I love Christmas.
I LOVE it.
I love it the same way boy racers love cars, or the way crazy horse people love horses. It is a strong, evergreen, slightly irrational love. Every year I get tingles of excitement when I decorate the house. I shamelessly sing* along to Christmas carols at home (and sometimes shamefully in public), and I often have to pull over to fully absorb the giddiness the comes over me when I see a particularly overdecorated house.
Each December I pick a colour scheme for the tree and go all in. Last year was metallics; gold and silver and twinkling warm white lights. I strung up silver snowflakes made of wood and placed a garland on the mantelpiece to keep the stockings company. I had a “_____ DAYS TO CHRISTMAS!” board where I’d rub the old number off each morning using the side of my fist before using a piece of chalk to write in the number of days left.
I also love to cook, but it isn’t the same kind of love. It isn’t the pure, blind, uncomplicated love that I have for Christmas. The kitchen is a bit of a mixed emotional bag for me (I’ll probably go into this in a future post), and yet it’s one of my favourite rooms in the house.
…Or at least it would be, if it were actually a room and not a space the size of a broom closet.
Off the top of my head, here are a few of my feelings on cooking:
UPSIDE: I love cooking and baking, I find it really relaxing, particularly if I am stressed out about something in particular.
DOWNSIDE: My kitchen is miniscule. Tiny spaces and large hot baking trays make for inevitable burns. Burns are, needless to say, not relaxing in the slightest.
UPSIDE: I love to scrape all the cake batter from the bowl before putting it in the dishwasher (I obviously eat it all).
DOWNSIDE: I eat so much raw cake batter I generally feel sick for hours afterwards.
UPSIDE: I feel actual heartwarming joy when I feed people.
DOWNSIDE: I bristle at the slightest hint of being taken advantage of, so even though I like cooking, I don’t like being expected to cook. It’s a fine line and where exactly the fine line is tends to depend entirely on my mood.
UPSIDE: I love to cook with other people.
DOWNSIDE: I hate to cook with other people who get wound up and stressed about things, or who get sick of it halway through and decide to half-ass the meal in a way that makes me twitch. Also, as I mentioned earlier, only half of a human being can squeeze into my kitchen at any given time, so cooking with other people in my kitchen can get quite… intimate.
Regardless, my feeding foibles are about to be inconsequential, because this year things will be different for both my Christmas and my kitchen.
I won’t be at home, for one. In a lazily planned, then hastily planned, then stalled, then not so much planned as suddenly-thrust-upon-us turn of events, the kitchen and bathroom will be undergoing a much needed makeover. Since we only have the one bathroom and a kitchen is a fairly necessary component over Christmas, we will all be moving out for the foreseeable future. That means no tree, no snowflakes, no fairy lights, no glitzy tablecloth, no Christmas candles, no gingerbread house, and no stockings. Maya, Oscar and we the people will need to pack up our clothes and out cat trees and relocate until some all-too-distant date in January.

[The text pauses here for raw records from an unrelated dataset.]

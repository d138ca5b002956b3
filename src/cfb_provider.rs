//! [`ContainerProvider`] backed by in-memory compound files
use crate::provider::{ContainerProvider, ElementInfo, ElementKind, HandleId};
use cfb::{CompoundFile, Version};
use std::collections::HashMap;
use std::io::{self, Cursor, Read, Write};
use std::path::{Path, PathBuf};
#[allow(unused_imports)]
use tracing::{debug, error, info, instrument, warn};
use uuid::Uuid;

type Document = CompoundFile<Cursor<Vec<u8>>>;

#[derive(Debug, Clone, Copy, PartialEq, Eq)]
enum NodeKind {
    Storage,
    Stream,
}

#[derive(Debug)]
struct Node {
    doc: u64,
    path: PathBuf,
    kind: NodeKind,
}

/// A detached copy of a storage's contents
struct Snapshot {
    clsid: Uuid,
    state_bits: u32,
    entries: Vec<SnapshotEntry>,
}

enum SnapshotEntry {
    Storage {
        path: PathBuf,
        clsid: Uuid,
        state_bits: u32,
    },
    Stream {
        path: PathBuf,
        data: Vec<u8>,
        state_bits: u32,
    },
}

/// A provider which keeps every compound file in memory
///
/// Opened documents are copied and never written back; created documents
/// live until their last handle is released
#[derive(Default)]
pub struct CfbProvider {
    docs: HashMap<u64, Document>,
    nodes: HashMap<HandleId, Node>,
    next_doc: u64,
    next_handle: u64,
}

impl CfbProvider {
    /// Creates an empty provider
    pub fn new() -> Self {
        Self::default()
    }

    /// Returns the number of documents currently held
    pub fn documents(&self) -> usize {
        self.docs.len()
    }

    fn insert_doc(&mut self, doc: Document) -> u64 {
        let id = self.next_doc;
        self.next_doc += 1;
        self.docs.insert(id, doc);
        id
    }

    fn issue(&mut self, doc: u64, path: PathBuf, kind: NodeKind) -> HandleId {
        let id = HandleId(self.next_handle);
        self.next_handle += 1;
        self.nodes.insert(id, Node { doc, path, kind });
        id
    }

    fn node(&self, handle: HandleId, kind: NodeKind) -> io::Result<(u64, PathBuf)> {
        match self.nodes.get(&handle) {
            Some(node) if node.kind == kind => Ok((node.doc, node.path.clone())),
            Some(_) => Err(io::Error::new(
                io::ErrorKind::InvalidInput,
                format!("Handle {handle} has the wrong kind (expected {kind:?})"),
            )),
            None => Err(io::Error::new(
                io::ErrorKind::NotFound,
                format!("Unknown handle {handle}"),
            )),
        }
    }

    fn doc_mut(&mut self, doc: u64) -> io::Result<&mut Document> {
        self.docs
            .get_mut(&doc)
            .ok_or_else(|| io::Error::new(io::ErrorKind::NotFound, "Document already released"))
    }

    fn child_path(&self, container: HandleId, name: &str) -> io::Result<(u64, PathBuf)> {
        let (doc, path) = self.node(container, NodeKind::Storage)?;
        Ok((doc, path.join(name)))
    }

    fn snapshot(&mut self, container: HandleId) -> io::Result<Snapshot> {
        let (doc, path) = self.node(container, NodeKind::Storage)?;
        let doc = self.doc_mut(doc)?;
        let root = doc.entry(&path)?;
        let mut snapshot = Snapshot {
            clsid: *root.clsid(),
            state_bits: root.state_bits(),
            entries: Vec::new(),
        };
        snapshot_storage(doc, &path, Path::new(""), &mut snapshot.entries)?;
        Ok(snapshot)
    }

    /// Writes a snapshot into a container, which takes the CLSID of the source
    fn restore(&mut self, container: HandleId, snapshot: Snapshot) -> io::Result<()> {
        let (doc, base) = self.node(container, NodeKind::Storage)?;
        let doc = self.doc_mut(doc)?;
        doc.set_storage_clsid(&base, snapshot.clsid)?;
        doc.set_state_bits(&base, snapshot.state_bits)?;
        for entry in snapshot.entries {
            match entry {
                SnapshotEntry::Storage {
                    path,
                    clsid,
                    state_bits,
                } => {
                    let path = base.join(path);
                    if !doc.is_storage(&path) {
                        doc.create_storage(&path)?;
                    }
                    doc.set_storage_clsid(&path, clsid)?;
                    doc.set_state_bits(&path, state_bits)?;
                }
                SnapshotEntry::Stream {
                    path,
                    data,
                    state_bits,
                } => {
                    let path = base.join(path);
                    let mut stream = doc.create_stream(&path)?;
                    stream.write_all(&data)?;
                    stream.flush()?;
                    doc.set_state_bits(&path, state_bits)?;
                }
            }
        }
        Ok(())
    }
}

fn snapshot_storage(
    doc: &mut Document,
    path: &Path,
    rel: &Path,
    out: &mut Vec<SnapshotEntry>,
) -> io::Result<()> {
    let children: Vec<cfb::Entry> = doc.read_storage(path)?.collect();
    for entry in children {
        let src = path.join(entry.name());
        let dst = rel.join(entry.name());
        if entry.is_storage() {
            out.push(SnapshotEntry::Storage {
                path: dst.clone(),
                clsid: *entry.clsid(),
                state_bits: entry.state_bits(),
            });
            snapshot_storage(doc, &src, &dst, out)?;
        } else if entry.is_stream() {
            let mut data = Vec::new();
            doc.open_stream(&src)?.read_to_end(&mut data)?;
            out.push(SnapshotEntry::Stream {
                path: dst,
                data,
                state_bits: entry.state_bits(),
            });
        }
    }
    Ok(())
}

impl ContainerProvider for CfbProvider {
    fn open(&mut self, data: &[u8]) -> io::Result<HandleId> {
        let doc = CompoundFile::open(Cursor::new(data.to_vec()))?;
        let doc = self.insert_doc(doc);
        Ok(self.issue(doc, PathBuf::from("/"), NodeKind::Storage))
    }

    fn enumerate_children(&mut self, container: HandleId) -> io::Result<Vec<ElementInfo>> {
        let (doc, path) = self.node(container, NodeKind::Storage)?;
        let doc = self.doc_mut(doc)?;
        Ok(doc
            .read_storage(&path)?
            .map(|e| ElementInfo {
                name: e.name().to_string(),
                kind: if e.is_stream() {
                    ElementKind::Stream
                } else if e.is_storage() {
                    ElementKind::SubContainer
                } else {
                    ElementKind::Other
                },
                size: e.len(),
            })
            .collect())
    }

    fn open_stream(&mut self, container: HandleId, name: &str) -> io::Result<HandleId> {
        let (doc, path) = self.child_path(container, name)?;
        if !self.doc_mut(doc)?.is_stream(&path) {
            return Err(io::Error::new(
                io::ErrorKind::NotFound,
                format!("No stream at {}", path.display()),
            ));
        }
        Ok(self.issue(doc, path, NodeKind::Stream))
    }

    fn read_all(&mut self, stream: HandleId) -> io::Result<Vec<u8>> {
        let (doc, path) = self.node(stream, NodeKind::Stream)?;
        let mut data = Vec::new();
        self.doc_mut(doc)?
            .open_stream(&path)?
            .read_to_end(&mut data)?;
        Ok(data)
    }

    fn open_sub_container(&mut self, container: HandleId, name: &str) -> io::Result<HandleId> {
        let (doc, path) = self.child_path(container, name)?;
        if !self.doc_mut(doc)?.is_storage(&path) {
            return Err(io::Error::new(
                io::ErrorKind::NotFound,
                format!("No storage at {}", path.display()),
            ));
        }
        Ok(self.issue(doc, path, NodeKind::Storage))
    }

    fn create_container(&mut self) -> io::Result<HandleId> {
        let doc = CompoundFile::create_with_version(Version::V3, Cursor::new(Vec::new()))?;
        let doc = self.insert_doc(doc);
        Ok(self.issue(doc, PathBuf::from("/"), NodeKind::Storage))
    }

    fn create_sub_container(&mut self, container: HandleId, name: &str) -> io::Result<HandleId> {
        let (doc, path) = self.child_path(container, name)?;
        self.doc_mut(doc)?.create_storage(&path)?;
        Ok(self.issue(doc, path, NodeKind::Storage))
    }

    fn copy_subtree(&mut self, src: HandleId, dst: HandleId) -> io::Result<()> {
        let snapshot = self.snapshot(src)?;
        self.restore(dst, snapshot)
    }

    fn commit(&mut self, container: HandleId) -> io::Result<()> {
        let (doc, _) = self.node(container, NodeKind::Storage)?;
        self.doc_mut(doc)?.flush()
    }

    fn create_stream(&mut self, container: HandleId, name: &str) -> io::Result<HandleId> {
        let (doc, path) = self.child_path(container, name)?;
        self.doc_mut(doc)?.create_stream(&path)?.flush()?;
        Ok(self.issue(doc, path, NodeKind::Stream))
    }

    fn write_all(&mut self, stream: HandleId, data: &[u8]) -> io::Result<()> {
        let (doc, path) = self.node(stream, NodeKind::Stream)?;
        let mut stream = self.doc_mut(doc)?.create_stream(&path)?;
        stream.write_all(data)?;
        stream.flush()
    }

    fn delete_element(&mut self, container: HandleId, name: &str) -> io::Result<()> {
        let (doc, path) = self.child_path(container, name)?;
        let doc = self.doc_mut(doc)?;
        if doc.is_storage(&path) {
            doc.remove_storage_all(&path)
        } else if doc.is_stream(&path) {
            doc.remove_stream(&path)
        } else {
            Err(io::Error::new(
                io::ErrorKind::NotFound,
                format!("Nothing to delete at {}", path.display()),
            ))
        }
    }

    fn clone_subtree(&mut self, container: HandleId) -> io::Result<HandleId> {
        let snapshot = self.snapshot(container)?;
        let clone = self.create_container()?;
        if let Err(e) = self.restore(clone, snapshot) {
            self.release(clone)?;
            return Err(e);
        }
        Ok(clone)
    }

    fn backing_bytes(&mut self, container: HandleId) -> io::Result<Vec<u8>> {
        let (doc_id, path) = self.node(container, NodeKind::Storage)?;
        if path != Path::new("/") {
            return Err(io::Error::new(
                io::ErrorKind::InvalidInput,
                "Backing bytes are only available for top-level containers",
            ));
        }
        let mut doc = self.docs.remove(&doc_id).ok_or_else(|| {
            io::Error::new(io::ErrorKind::NotFound, "Document already released")
        })?;
        doc.flush()?;
        let data = doc.into_inner().into_inner();
        let reopened = CompoundFile::open(Cursor::new(data.clone()))?;
        self.docs.insert(doc_id, reopened);
        Ok(data)
    }

    fn release(&mut self, handle: HandleId) -> io::Result<()> {
        let node = self.nodes.remove(&handle).ok_or_else(|| {
            io::Error::new(io::ErrorKind::NotFound, format!("Unknown handle {handle}"))
        })?;
        if !self.nodes.values().any(|n| n.doc == node.doc) {
            debug!("Dropping document {}", node.doc);
            self.docs.remove(&node.doc);
        }
        Ok(())
    }
}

It’s not the best timing, but it does have a few things going for it:
- Any fluttering concern for my glass baubles in the paws and claws of two very playful kittens is no longer relevant, since they (baubles, not cats) will be staying boxed up until next year.
- The kitchen will soon(ish) be able to comfortably fit more than half a human being, which is very exciting since currently a great portion of my cooking and baking time is taken up spinning slowly in circles looking for any relatively flat surface on which to precariously balance things.
- The sooner it starts, the sooner it’s done. Presumably.
- It is forcing me to be a lot more organised than other years**.
Having said all that, I feel conflicted about this lack of Christmas in my home. I have to mentally smack myself down every time the giddiness rises up within me. I wind up having short, cyclical conversations with myself that leave me feeling flat and defeated.
‘Maybe I’ll pull out the-‘
‘You will NOT!’
‘But it’s no harm to just-‘
‘Perhaps one single-‘
‘Inner voice, I will strangle you with a length of tinsel, so help me God.’
I am fighting my own Christmas spirit.
Let’s hope I can get through this strange holiday limbo with my Christmas cheer – and my sanity – intact.
*I use the word loosely.
**This is stressful and if I think about it for too long it makes me want to roll myself into a blanket burrito until the new year; I am not an innately organised person. At the end of each school year I would open my locker and immediately be buried in an avalanche of loose A4 pages. I would then have to dig my way out of this mountain of paper before hastily shoveling it into plastic bags and making it dissapear before locker inspection. Were they notes? Were they important? Who can say?